“O comércio que voltar abrir as portas, assim como o prefeito, responderão por crime”, alerta o promotor de justiça
O Ministério Público atua como fiscal da lei, trabalha diariamente com prefeitos, secretários e governador no enfrentamento à crise, visando garantir saúde da população. Todas as decisões tomadas são com base em estudos específicos através dos técnicos da saúde.
De acordo com o MP, o decreto estadual é complexo, com medidas de distanciamento, isolamento social, e proíbe a abertura de do comércio, o que é considerado não essencial, permitindo sim, a continuidade das atividades com restrições somente aos serviços essenciais, como supermercados, farmácias e postos de gasolina. No entanto, as empresas que descumprirem o decreto estão sujeitas a multas, interdição do estabelecimento e poderão responder por crime.

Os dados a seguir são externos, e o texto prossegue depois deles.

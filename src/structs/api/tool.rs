use serde::Deserialize;

#[derive(Debug, Deserialize)]
pub struct Tool {
    pub uuid: String,
    #[serde(default)]
    pub name: String,
}

#[derive(Debug, Deserialize)]
pub struct ToolsResponse {
    #[serde(default)]
    pub data: Vec<Tool>,
}
use std::fmt;
use std::str::FromStr;

use serde::{Deserialize, Serialize};

/// SonarQube rule priority as exported in the quality profile.
#[derive(Debug, Clone, Copy, PartialEq, Eq, Serialize, Deserialize)]
#[serde(rename_all = "UPPERCASE")]
pub enum Severity {
    Blocker,
    Critical,
    Major,
    Minor,
    Info,
}

impl FromStr for Severity {
    type Err = String;

    fn from_str(s: &str) -> Result<Self, Self::Err> {
        match s.trim().to_ascii_uppercase().as_str() {
            "BLOCKER" => Ok(Self::Blocker),
            "CRITICAL" => Ok(Self::Critical),
            "MAJOR" => Ok(Self::Major),
            "MINOR" => Ok(Self::Minor),
            "INFO" => Ok(Self::Info),
            other => Err(format!("unknown severity '{other}'")),
        }
    }
}

impl fmt::Display for Severity {
    fn fmt(&self, f: &mut fmt::Formatter<'_>) -> fmt::Result {
        let name = match self {
            Self::Blocker => "BLOCKER",
            Self::Critical => "CRITICAL",
            Self::Major => "MAJOR",
            Self::Minor => "MINOR",
            Self::Info => "INFO",
        };
        write!(f, "{name}")
    }
}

O promotor de justiça da Comarca de Salto do Jacuí e que responde também por Arroio do Tigre, Eduardo Augusto Pohlmann, disse que o comércio que voltar abrir as portas responderá pelo crime, assim como, o prefeito responderá por crime de responsabilidade e improbidade administrativa.
Questionado sobre a possibilidade de uma ação judicial, caso o comércio seja reaberto, o promotor disse que além do comerciante o prefeito também responde por improbidade administrativa.